Simulating Diffusion in Detonations

John Ziegler, California Institute of Technology

The goal of this research is the Direct Numerical Simulation of the Mach reflection phenomenon and diffusive multi-species mixing as it occurs in gaseous detonations. These physical processes occur at and near the multi-dimensional triple point structures and shear mixing layers of detonation fronts. This work tackles the problems of modeling and algorithms to obtain accurate simulations. Due to a lack of computational power, resolution, and efficient algorithms, previous research, at best, has mostly modeled detonations using the 3D reactive Euler equations with simplified chemistry.

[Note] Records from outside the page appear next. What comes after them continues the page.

impl ClientKeyShares {
    /// The `key_share` entries to send, in the order the groups were offered.
    pub fn entries(&self) -> Vec<KeyShareEntry> {
        self.agreements
            .iter()
            .map(|kx| KeyShareEntry::new(kx.group(), kx.pub_key()))
            .collect()
    }

    /// The groups shares were sent for.
    pub fn groups(&self) -> Vec<NamedGroup> {
        self.agreements
            .iter()
            .map(|kx| kx.group())
            .collect()
    }

    /// Whether a share for `group` was sent.
    pub fn contains(&self, group: NamedGroup) -> bool {
        self.agreements
            .iter()
            .any(|kx| kx.group() == group)
    }

    /// Take the agreement for `group`, to complete it with the server's share.
    pub fn take(&mut self, group: NamedGroup) -> Option<Box<dyn ActiveKeyExchange>> {
        let pos = self
            .agreements
            .iter()
            .position(|kx| kx.group() == group)?;
        Some(self.agreements.remove(pos))
    }

    /// Number of shares.
    pub fn len(&self) -> usize {
        self.agreements.len()
    }

    /// Whether no shares were made.
    pub fn is_empty(&self) -> bool {
        self.agreements.is_empty()
    }

    /// Start an agreement for each of `supported_groups` that is also in
    /// `share_groups`, skipping groups already agreed or that `provider`
    /// cannot agree in.
    fn collect(
        &mut self,
        provider: &dyn CryptoProvider,
        supported_groups: &[NamedGroup],
        share_groups: &[NamedGroup],
    ) -> Result<(), Error> {
        for group in supported_groups {
            if !share_groups.contains(group) || self.contains(*group) || !can_agree(provider, *group) {
                continue;
            }

            let Some(kx_group) = provider.kx_group(*group) else {
                continue;
            };
            trace!("starting key share for {group:?}");
            self.agreements.push(kx_group.start()?);
        }
        Ok(())
    }
}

To date, generally two different numerical methods have been used: a 2nd order finite volume MUSCL scheme, and a 6th order finite difference hybrid WENO/centered-difference scheme. A systematic verification study was completed, starting with the DMR (Double Mach Reflection) problem to compare under-resolved and resolved simulations. A convergence study for the non-reactive DMR was conducted, using comparisons of free shear layer theory and investigating the visual convergence of the results. To aid in this goal, a manufactured solution of the convecting, steady, radially symmetric Lamb-Oseen Vortex was constructed. Also, a verification study of diffusive reacting flow was completed. The reactive 3D (2D cylindrical) two species reactive Navier-Stokes equations for a resolved spark ignition problem and preliminary under-resolved diffusive detonation simulations have been conducted using the 2nd order method. These results will be extended to the reduced-species models of oxygen-hydrogen detonation and the more unstable hydrocarbon fuels.

The ultimate goal of this research is a stable, high order, robust formulation that can be used for an extension to 3D simulations. Currently infeasible with our present resources, but as a goal in the far future is a 3D simulation of the spark ignition and detonation problems.